Extracted data:
--

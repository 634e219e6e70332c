use crate::capture::RegistryConfig;
use anyhow::{bail, Result};
use serde::Deserialize;
use std::time::Duration;

#[derive(Debug, Deserialize)]
pub struct Config {
    pub service: ServiceConfig,
    pub capture: CaptureConfig,
}

#[derive(Debug, Deserialize)]
pub struct ServiceConfig {
    pub name: String,
    pub http: HttpConfig,
}

#[derive(Debug, Deserialize)]
pub struct HttpConfig {
    pub bind: String,
    pub port: u16,
}

#[derive(Debug, Deserialize)]
pub struct CaptureConfig {
    /// Directory uploaded frames are written to
    pub storage_path: String,
    pub idle_ttl_secs: u64,
    pub sweep_interval_secs: u64,
}

impl Config {
    /// Load `path` (any format the config crate understands), then apply
    /// `CAPTURE__<SECTION>__<KEY>` environment overrides
    pub fn load(path: &str) -> Result<Self> {
        let settings = config::Config::builder()
            .add_source(config::File::with_name(path))
            .add_source(config::Environment::with_prefix("CAPTURE").separator("__"))
            .build()?;

        let cfg: Self = settings.try_deserialize()?;
        cfg.registry_config()?;

        Ok(cfg)
    }

    /// Registry settings from the `[capture]` section
    ///
    /// A zero idle TTL would expire every session on its next access, so it is
    /// rejected. A zero sweep interval is raised to one second.
    pub fn registry_config(&self) -> Result<RegistryConfig> {
        if self.capture.idle_ttl_secs == 0 {
            bail!("capture.idle_ttl_secs must be at least 1");
        }

        Ok(RegistryConfig {
            idle_ttl: Duration::from_secs(self.capture.idle_ttl_secs),
            sweep_interval: Duration::from_secs(self.capture.sweep_interval_secs.max(1)),
        })
    }
}
mod frame_store;

pub use frame_store::{FrameStore, LocalFrameStore};
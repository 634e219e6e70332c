use anyhow::{Context, Result};
use std::path::{Path, PathBuf};
use tracing::info;

/// Persistence for uploaded frame images
///
/// The registry only ever sees the returned storage reference.
#[async_trait::async_trait]
pub trait FrameStore: Send + Sync {
    /// Persist one frame and return a reference to it
    async fn save(&self, capture_id: &str, display_name: &str, bytes: &[u8]) -> Result<String>;

    /// Store name for logging
    fn name(&self) -> &str;
}

/// Writes frames under `<root>/<capture_id>/<uuid>.<ext>`
pub struct LocalFrameStore {
    root: PathBuf,
}

impl LocalFrameStore {
    pub fn new(root: impl Into<PathBuf>) -> Self {
        Self { root: root.into() }
    }

    pub fn root(&self) -> &Path {
        &self.root
    }

    /// Resolve a storage reference returned by `save` to a file path
    pub fn resolve(&self, storage_ref: &str) -> PathBuf {
        self.root.join(storage_ref)
    }
}

#[async_trait::async_trait]
impl FrameStore for LocalFrameStore {
    async fn save(&self, capture_id: &str, display_name: &str, bytes: &[u8]) -> Result<String> {
        let dir_name = sanitize_component(capture_id);
        let file_name = format!("{}.{}", uuid::Uuid::new_v4(), extension_of(display_name));

        let dir = self.root.join(&dir_name);
        tokio::fs::create_dir_all(&dir)
            .await
            .with_context(|| format!("Failed to create frame directory: {:?}", dir))?;

        let path = dir.join(&file_name);
        tokio::fs::write(&path, bytes)
            .await
            .with_context(|| format!("Failed to write frame: {:?}", path))?;

        info!("Stored frame {} ({} bytes) for capture {}", file_name, bytes.len(), capture_id);

        Ok(format!("{}/{}", dir_name, file_name))
    }

    fn name(&self) -> &str {
        "local"
    }
}

/// Keep only `[A-Za-z0-9_-]` so an id can never escape the storage root
fn sanitize_component(raw: &str) -> String {
    let cleaned: String = raw
        .chars()
        .map(|c| if c.is_ascii_alphanumeric() || c == '-' || c == '_' { c } else { '_' })
        .collect();

    if cleaned.is_empty() {
        "_".to_string()
    } else {
        cleaned
    }
}

fn extension_of(display_name: &str) -> String {
    Path::new(display_name)
        .extension()
        .and_then(|ext| ext.to_str())
        .filter(|ext| !ext.is_empty() && ext.len() <= 8 && ext.chars().all(|c| c.is_ascii_alphanumeric()))
        .map(|ext| ext.to_ascii_lowercase())
        .unwrap_or_else(|| "bin".to_string())
}
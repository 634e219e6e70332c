pub mod capture;
pub mod config;
pub mod http;
pub mod storage;

pub use capture::{
    consolidate, CaptureSession, ConsolidatedCapture, Frame, RegistryConfig, RegistryError,
    SessionRegistry, Sweeper, TranscriptFragment,
};
pub use config::Config;
pub use http::{create_router, AppState};
pub use storage::{FrameStore, LocalFrameStore};
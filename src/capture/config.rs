use std::time::Duration;

/// Configuration for the session registry
#[derive(Debug, Clone)]
pub struct RegistryConfig {
    /// How long a session may go without create/append activity before it expires
    /// Default: 1800 seconds (30 minutes)
    pub idle_ttl: Duration,

    /// How often the background sweeper removes expired sessions
    /// Default: 60 seconds
    pub sweep_interval: Duration,
}

impl Default for RegistryConfig {
    fn default() -> Self {
        Self {
            idle_ttl: Duration::from_secs(30 * 60),
            sweep_interval: Duration::from_secs(60),
        }
    }
}
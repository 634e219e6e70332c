//! Live capture session registry
//!
//! This module provides the in-process store behind live lecture capture:
//! - `SessionRegistry`: keyed, per-session locked accumulation of frames and transcripts
//! - `Sweeper`: periodic eviction of idle sessions
//! - `consolidate`: one-shot read-and-evict of a finished capture

mod config;
mod consolidate;
mod error;
mod registry;
mod sweeper;
mod types;

pub use config::RegistryConfig;
pub use consolidate::{consolidate, format_offset, ConsolidatedCapture, LabeledFrame, LabeledLine};
pub use error::RegistryError;
pub use registry::SessionRegistry;
pub use sweeper::Sweeper;
pub use types::{CaptureSession, Frame, TranscriptFragment};
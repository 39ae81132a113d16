//! `/clearhistory`: wipes the sender's stored conversation.

use std::sync::Arc;

use async_trait::async_trait;
use dbot_core::{Bot, Handler, HandlerResponse, Message, Result};
use middleware::RateLimiter;
use tracing::{debug, info, instrument, warn};

use crate::gemini_chat::GeminiChat;

pub const CLEAR_HISTORY_COMMAND: &str = "/clearhistory";
pub const MSG_CLEAR_WAIT: &str = "Please wait...";
pub const MSG_CLEAR_DONE: &str = "Done.";

#[derive(Clone)]
pub struct ClearHistoryHandler {
    bot: Arc<dyn Bot>,
    chat: GeminiChat,
    limiter: Arc<RateLimiter>,
}

impl ClearHistoryHandler {
    pub fn new(bot: Arc<dyn Bot>, chat: GeminiChat, limiter: Arc<RateLimiter>) -> Self {
        Self { bot, chat, limiter }
    }

    /// Matches `/clearhistory` and `/clearhistory@anybot`, with optional trailing arguments.
    pub fn is_clear_command(text: &str) -> bool {
        let command = text.split_whitespace().next().unwrap_or_default();
        let name = command.split('@').next().unwrap_or_default();
        name.eq_ignore_ascii_case(CLEAR_HISTORY_COMMAND)
    }
}

#[async_trait]
impl Handler for ClearHistoryHandler {
    #[instrument(skip(self, message), fields(user_id = message.user.id))]
    async fn handle(&self, message: &Message) -> Result<HandlerResponse> {
        if !message.chat.is_private() || !Self::is_clear_command(&message.content) {
            return Ok(HandlerResponse::Continue);
        }

        if !self.limiter.try_acquire(message.user.id) {
            debug!(user_id = message.user.id, "Rate limited");
            return Ok(HandlerResponse::Stop);
        }

        let status_id = self
            .bot
            .send_message_and_return_id(&message.chat, MSG_CLEAR_WAIT)
            .await?;

        let removed = self.chat.clear_history(message.user.id).await?;
        info!(user_id = message.user.id, removed, "Cleared history");

        if let Err(e) = self
            .bot
            .edit_message(&message.chat, &status_id, MSG_CLEAR_DONE)
            .await
        {
            warn!(error = %e, "Failed to edit status message, sending new one");
            self.bot.send_message(&message.chat, MSG_CLEAR_DONE).await?;
        }

        Ok(HandlerResponse::Reply(MSG_CLEAR_DONE.to_string()))
    }
}
//! # LLM client abstraction
//!
//! Defines the [`LlmClient`] trait and a Gemini implementation. Transport-agnostic;
//! used by llm-handlers and telegram-bot.

use async_trait::async_trait;
use prompt::ChatTurn;
use std::path::Path;
use thiserror::Error;

mod config;
mod gemini_llm;

pub use config::{load_system_prompt, EnvLlmConfig, LlmConfig};
pub use gemini_llm::{
    default_generation_config, default_safety_settings, GeminiLlmClient, DEFAULT_MODEL,
};

#[derive(Error, Debug)]
pub enum LlmError {
    /// The model refused or stopped generating (safety, recitation, blocked prompt).
    #[error("Generation stopped: {0}")]
    GenerationStopped(String),

    #[error("LLM request failed: {0}")]
    Request(String),

    #[error("File upload failed: {0}")]
    Upload(String),
}

pub type Result<T> = std::result::Result<T, LlmError>;

/// Text produced by one generation call.
#[derive(Debug, Clone, PartialEq, Eq)]
pub struct Generation {
    pub text: String,
    pub finish_reason: Option<String>,
}

impl Generation {
    pub fn text(text: impl Into<String>) -> Self {
        Self {
            text: text.into(),
            finish_reason: None,
        }
    }

    /// True when the model produced no usable text.
    pub fn is_empty(&self) -> bool {
        self.text.trim().is_empty()
    }
}

/// A file hosted by the model vendor, ready to be referenced from a turn.
#[derive(Debug, Clone, PartialEq, Eq)]
pub struct UploadedFile {
    pub name: String,
    pub uri: String,
    pub mime_type: String,
}

/// LLM client interface: one chat generation, and media upload for file parts.
#[async_trait]
pub trait LlmClient: Send + Sync {
    /// Generates the model reply to `message`, given the system prompt and prior turns
    /// (oldest first).
    async fn generate(
        &self,
        system_prompt: &str,
        history: Vec<ChatTurn>,
        message: ChatTurn,
    ) -> Result<Generation>;

    /// Uploads a local file so it can be referenced by URI; returns once it is usable.
    async fn upload_file(&self, path: &Path, mime_type: &str) -> Result<UploadedFile>;
}
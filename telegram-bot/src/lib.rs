//! # Telegram bot application
//!
//! Wires storage, the Gemini client, the handlers and the Telegram runner. Loads config from env
//! and runs the REPL.

pub mod cli;
pub mod components;
pub mod config;
pub mod runner;

pub use cli::{Cli, Commands};
pub use components::{build_bot_components, build_handler_chain, open_repository, BotComponents};
pub use config::{BaseConfig, BotConfig, ChatConfig};
pub use runner::{init_db, run_bot};
//! Entry points: run the bot, or only initialise the database.

use anyhow::Result;
use dbot_core::init_tracing;
use dbot_telegram::run_repl;
use middleware::RateLimiter;
use std::sync::Arc;
use storage::ChatRepository;
use std::time::{Duration, Instant};
use tracing::{info, instrument};

use super::components::{build_bot_components, build_handler_chain};
use super::config::BotConfig;

const LIMITER_PRUNE_INTERVAL: Duration = Duration::from_secs(300);

/// Main entry: init logging, validate config, build components and chain, then run REPL.
#[instrument(skip(config))]
pub async fn run_bot(config: BotConfig) -> Result<()> {
    config.validate()?;
    init_tracing(config.log_file())?;

    info!(
        database_url = %config.database_url(),
        model = %llm_client::LlmConfig::model(&config.llm),
        "Initializing bot"
    );

    let components = build_bot_components(&config, None, None).await?;
    let handler_chain = build_handler_chain(&config, &components);

    spawn_limiter_pruning(vec![
        components.chat_limiter.clone(),
        components.clear_history_limiter.clone(),
    ]);

    info!("Bot started successfully");

    run_repl(
        components.teloxide_bot.clone(),
        handler_chain,
        components.bot_username.clone(),
    )
    .await
}

/// Creates the database schema and exits. Needs neither a bot token nor an API key.
pub async fn init_db(database_url: &str, log_file: &str) -> Result<()> {
    init_tracing(log_file)?;
    ChatRepository::new(database_url)
        .await
        .map_err(|e| anyhow::anyhow!("Failed to initialize chat storage: {}", e))?;
    info!(database_url = %database_url, "Database initialized");
    Ok(())
}

/// Periodically drops expired limiter entries so the maps stay bounded by active users.
fn spawn_limiter_pruning(limiters: Vec<Arc<RateLimiter>>) {
    tokio::spawn(async move {
        let mut interval = tokio::time::interval(LIMITER_PRUNE_INTERVAL);
        loop {
            interval.tick().await;
            let now = Instant::now();
            for limiter in &limiters {
                limiter.prune(now);
            }
        }
    });
}
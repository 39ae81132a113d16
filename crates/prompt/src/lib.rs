//! # Prompt
//!
//! Vendor-neutral chat turn types used to build a model request:
//!
//! - [`ChatTurn`] / [`ChatPart`]: one turn (user or model) made of text and file parts.
//! - [`seed_examples`]: the fixed example exchange every conversation starts with.
//! - [`render_system_prompt`]: personalises a system prompt template with the sender's name.
//!
//! Converted into Gemini `Content` by the `llm-client` crate.

/// Author of a turn.
#[derive(Debug, Clone, Copy, PartialEq, Eq)]
pub enum TurnRole {
    User,
    Model,
}

impl TurnRole {
    pub fn as_str(&self) -> &'static str {
        match self {
            TurnRole::User => "user",
            TurnRole::Model => "model",
        }
    }
}

/// One fragment of a turn.
#[derive(Debug, Clone, PartialEq, Eq)]
pub enum ChatPart {
    Text(String),
    /// Vendor-hosted file reference.
    File { mime_type: String, uri: String },
}

impl ChatPart {
    pub fn text(text: impl Into<String>) -> Self {
        ChatPart::Text(text.into())
    }

    pub fn file(mime_type: impl Into<String>, uri: impl Into<String>) -> Self {
        ChatPart::File {
            mime_type: mime_type.into(),
            uri: uri.into(),
        }
    }
}

/// A single conversational turn with ordered parts.
#[derive(Debug, Clone, PartialEq, Eq)]
pub struct ChatTurn {
    pub role: TurnRole,
    pub parts: Vec<ChatPart>,
}

impl ChatTurn {
    pub fn new(role: TurnRole, parts: Vec<ChatPart>) -> Self {
        Self { role, parts }
    }

    pub fn user(text: impl Into<String>) -> Self {
        Self::new(TurnRole::User, vec![ChatPart::text(text)])
    }

    pub fn model(text: impl Into<String>) -> Self {
        Self::new(TurnRole::Model, vec![ChatPart::text(text)])
    }

    /// Builds the user turn for a new message: file part first, then text.
    /// Blank text is left out.
    pub fn user_message(text: Option<&str>, file: Option<(&str, &str)>) -> Self {
        let mut parts = Vec::with_capacity(2);
        if let Some((mime_type, uri)) = file {
            parts.push(ChatPart::file(mime_type, uri));
        }
        if let Some(text) = text.map(str::trim).filter(|t| !t.is_empty()) {
            parts.push(ChatPart::text(text));
        }
        Self::new(TurnRole::User, parts)
    }

    /// Concatenated text parts.
    pub fn text(&self) -> String {
        self.parts
            .iter()
            .filter_map(|p| match p {
                ChatPart::Text(t) => Some(t.as_str()),
                ChatPart::File { .. } => None,
            })
            .collect::<Vec<_>>()
            .join("\n")
    }

    pub fn is_empty(&self) -> bool {
        self.parts.is_empty()
    }
}

/// Placeholder in a system prompt template replaced by the sender's display name.
pub const NAME_PLACEHOLDER: &str = "{name}";

/// Used when no system prompt template is configured or readable.
pub const DEFAULT_SYSTEM_PROMPT: &str = "You are Ai, a friendly member of a Telegram community. \
You are chatting with {name}. Keep your replies short, casual and conversational, \
like a person typing in a chat. Never mention that you are a language model.";

const SEED_EXCHANGE: &[(&str, &str)] = &[
    ("Hi there", "Oh hi! Are you new here?"),
    (
        "Yeah",
        "Oh alright cool, hope you'll have a great time chatting with others!",
    ),
    (
        "Yeah, Mind if I promote my channel here?",
        "Oh no, I'm afraid you can't as it's against out community rules.",
    ),
    ("Oh, Alright. Where do you live?", "I live in Tokyo."),
    ("Who are you?", "I'm Ai"),
];

/// The fixed example exchange (10 alternating turns, user first) prepended to every history.
pub fn seed_examples() -> Vec<ChatTurn> {
    SEED_EXCHANGE
        .iter()
        .flat_map(|(user, model)| [ChatTurn::user(*user), ChatTurn::model(*model)])
        .collect()
}

/// Replaces every `{name}` in `template` with `name`.
pub fn render_system_prompt(template: &str, name: &str) -> String {
    template.replace(NAME_PLACEHOLDER, name)
}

--

Required action: Write out every line of the preceding listing that contains "root".

Output for this task:
/// Writes frames under `<root>/<capture_id>/<uuid>.<ext>`
    root: PathBuf,
    pub fn new(root: impl Into<PathBuf>) -> Self {
        Self { root: root.into() }
    pub fn root(&self) -> &Path {
        &self.root
        self.root.join(storage_ref)
        let dir = self.root.join(&dir_name);
/// Keep only `[A-Za-z0-9_-]` so an id can never escape the storage root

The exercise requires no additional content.